■ Task requirements
Each record is to be repeated exactly as it stands below.

■ The data

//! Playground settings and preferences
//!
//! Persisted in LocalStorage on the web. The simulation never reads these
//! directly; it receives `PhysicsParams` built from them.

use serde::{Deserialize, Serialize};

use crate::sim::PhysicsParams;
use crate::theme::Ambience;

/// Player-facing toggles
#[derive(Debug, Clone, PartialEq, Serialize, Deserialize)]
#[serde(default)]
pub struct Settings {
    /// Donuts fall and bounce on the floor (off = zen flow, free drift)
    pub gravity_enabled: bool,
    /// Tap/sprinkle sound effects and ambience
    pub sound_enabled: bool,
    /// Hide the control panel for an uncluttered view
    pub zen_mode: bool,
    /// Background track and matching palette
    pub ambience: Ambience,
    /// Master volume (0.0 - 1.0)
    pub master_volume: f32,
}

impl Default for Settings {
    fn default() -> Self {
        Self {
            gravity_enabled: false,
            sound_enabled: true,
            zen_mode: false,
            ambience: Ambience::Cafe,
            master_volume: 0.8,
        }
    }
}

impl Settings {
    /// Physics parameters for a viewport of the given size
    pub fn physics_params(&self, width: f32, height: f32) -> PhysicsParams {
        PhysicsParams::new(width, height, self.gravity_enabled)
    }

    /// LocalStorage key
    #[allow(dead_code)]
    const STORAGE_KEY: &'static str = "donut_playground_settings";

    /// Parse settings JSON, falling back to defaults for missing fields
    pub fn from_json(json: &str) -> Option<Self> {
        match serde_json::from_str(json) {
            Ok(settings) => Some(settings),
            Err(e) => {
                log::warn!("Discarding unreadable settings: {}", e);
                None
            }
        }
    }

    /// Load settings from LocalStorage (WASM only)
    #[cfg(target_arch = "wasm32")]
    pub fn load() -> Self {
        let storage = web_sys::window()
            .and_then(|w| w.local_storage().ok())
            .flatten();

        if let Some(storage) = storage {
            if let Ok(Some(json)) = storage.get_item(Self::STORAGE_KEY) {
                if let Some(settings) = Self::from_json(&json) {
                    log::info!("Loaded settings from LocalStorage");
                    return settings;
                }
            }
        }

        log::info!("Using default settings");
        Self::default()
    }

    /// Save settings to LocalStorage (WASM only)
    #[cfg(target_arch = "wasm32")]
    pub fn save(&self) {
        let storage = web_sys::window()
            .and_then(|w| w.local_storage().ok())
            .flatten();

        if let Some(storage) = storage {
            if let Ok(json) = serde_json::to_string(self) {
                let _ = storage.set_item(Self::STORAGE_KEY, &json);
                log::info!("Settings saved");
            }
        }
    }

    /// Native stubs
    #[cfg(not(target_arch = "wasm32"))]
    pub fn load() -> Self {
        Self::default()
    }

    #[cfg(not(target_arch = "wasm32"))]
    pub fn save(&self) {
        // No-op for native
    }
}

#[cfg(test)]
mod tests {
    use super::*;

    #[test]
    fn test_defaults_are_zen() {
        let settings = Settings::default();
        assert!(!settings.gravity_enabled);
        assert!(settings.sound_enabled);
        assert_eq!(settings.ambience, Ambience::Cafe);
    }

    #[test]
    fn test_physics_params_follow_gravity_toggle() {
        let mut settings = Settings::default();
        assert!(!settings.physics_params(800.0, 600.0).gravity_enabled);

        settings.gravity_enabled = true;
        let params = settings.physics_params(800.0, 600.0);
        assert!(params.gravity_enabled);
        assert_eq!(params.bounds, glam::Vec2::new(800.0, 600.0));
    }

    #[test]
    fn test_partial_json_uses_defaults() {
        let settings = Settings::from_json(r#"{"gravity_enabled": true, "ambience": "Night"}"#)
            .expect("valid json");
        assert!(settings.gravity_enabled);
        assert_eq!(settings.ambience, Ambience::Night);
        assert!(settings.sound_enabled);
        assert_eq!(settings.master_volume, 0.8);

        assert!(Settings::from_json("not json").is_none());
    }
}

■ Output for this exercise
//! Playground settings and preferences
//!
//! Persisted in LocalStorage on the web. The simulation never reads these
//! directly; it receives `PhysicsParams` built from them.

use serde::{Deserialize, Serialize};

use crate::sim::PhysicsParams;
use crate::theme::Ambience;

/// Player-facing toggles
#[derive(Debug, Clone, PartialEq, Serialize, Deserialize)]
#[serde(default)]
pub struct Settings {
    /// Donuts fall and bounce on the floor (off = zen flow, free drift)
    pub gravity_enabled: bool,
    /// Tap/sprinkle sound effects and ambience
    pub sound_enabled: bool,
    /// Hide the control panel for an uncluttered view
    pub zen_mode: bool,
    /// Background track and matching palette
    pub ambience: Ambience,
    /// Master volume (0.0 - 1.0)
    pub master_volume: f32,
}

impl Default for Settings {
    fn default() -> Self {
        Self {
            gravity_enabled: false,
            sound_enabled: true,
            zen_mode: false,
            ambience: Ambience::Cafe,
            master_volume: 0.8,
        }
    }
}

impl Settings {
    /// Physics parameters for a viewport of the given size
    pub fn physics_params(&self, width: f32, height: f32) -> PhysicsParams {
        PhysicsParams::new(width, height, self.gravity_enabled)
    }

    /// LocalStorage key
    #[allow(dead_code)]
    const STORAGE_KEY: &'static str = "donut_playground_settings";

    /// Parse settings JSON, falling back to defaults for missing fields
    pub fn from_json(json: &str) -> Option<Self> {
        match serde_json::from_str(json) {
            Ok(settings) => Some(settings),
            Err(e) => {
                log::warn!("Discarding unreadable settings: {}", e);
                None
            }
        }
    }

    /// Load settings from LocalStorage (WASM only)
    #[cfg(target_arch = "wasm32")]
    pub fn load() -> Self {
        let storage = web_sys::window()
            .and_then(|w| w.local_storage().ok())
            .flatten();

        if let Some(storage) = storage {
            if let Ok(Some(json)) = storage.get_item(Self::STORAGE_KEY) {
                if let Some(settings) = Self::from_json(&json) {
                    log::info!("Loaded settings from LocalStorage");
                    return settings;
                }
            }
        }

        log::info!("Using default settings");
        Self::default()
    }

    /// Save settings to LocalStorage (WASM only)
    #[cfg(target_arch = "wasm32")]
    pub fn save(&self) {
        let storage = web_sys::window()
            .and_then(|w| w.local_storage().ok())
            .flatten();

        if let Some(storage) = storage {
            if let Ok(json) = serde_json::to_string(self) {
                let _ = storage.set_item(Self::STORAGE_KEY, &json);
                log::info!("Settings saved");
            }
        }
    }

    /// Native stubs
    #[cfg(not(target_arch = "wasm32"))]
    pub fn load() -> Self {
        Self::default()
    }

    #[cfg(not(target_arch = "wasm32"))]
    pub fn save(&self) {
        // No-op for native
    }
}

#[cfg(test)]
mod tests {
    use super::*;

    #[test]
    fn test_defaults_are_zen() {
        let settings = Settings::default();
        assert!(!settings.gravity_enabled);
        assert!(settings.sound_enabled);
        assert_eq!(settings.ambience, Ambience::Cafe);
    }

    #[test]
    fn test_physics_params_follow_gravity_toggle() {
        let mut settings = Settings::default();
        assert!(!settings.physics_params(800.0, 600.0).gravity_enabled);

        settings.gravity_enabled = true;
        let params = settings.physics_params(800.0, 600.0);
        assert!(params.gravity_enabled);
        assert_eq!(params.bounds, glam::Vec2::new(800.0, 600.0));
    }

    #[test]
    fn test_partial_json_uses_defaults() {
        let settings = Settings::from_json(r#"{"gravity_enabled": true, "ambience": "Night"}"#)
            .expect("valid json");
        assert!(settings.gravity_enabled);
        assert_eq!(settings.ambience, Ambience::Night);
        assert!(settings.sound_enabled);
        assert_eq!(settings.master_volume, 0.8);

        assert!(Settings::from_json("not json").is_none());
    }
}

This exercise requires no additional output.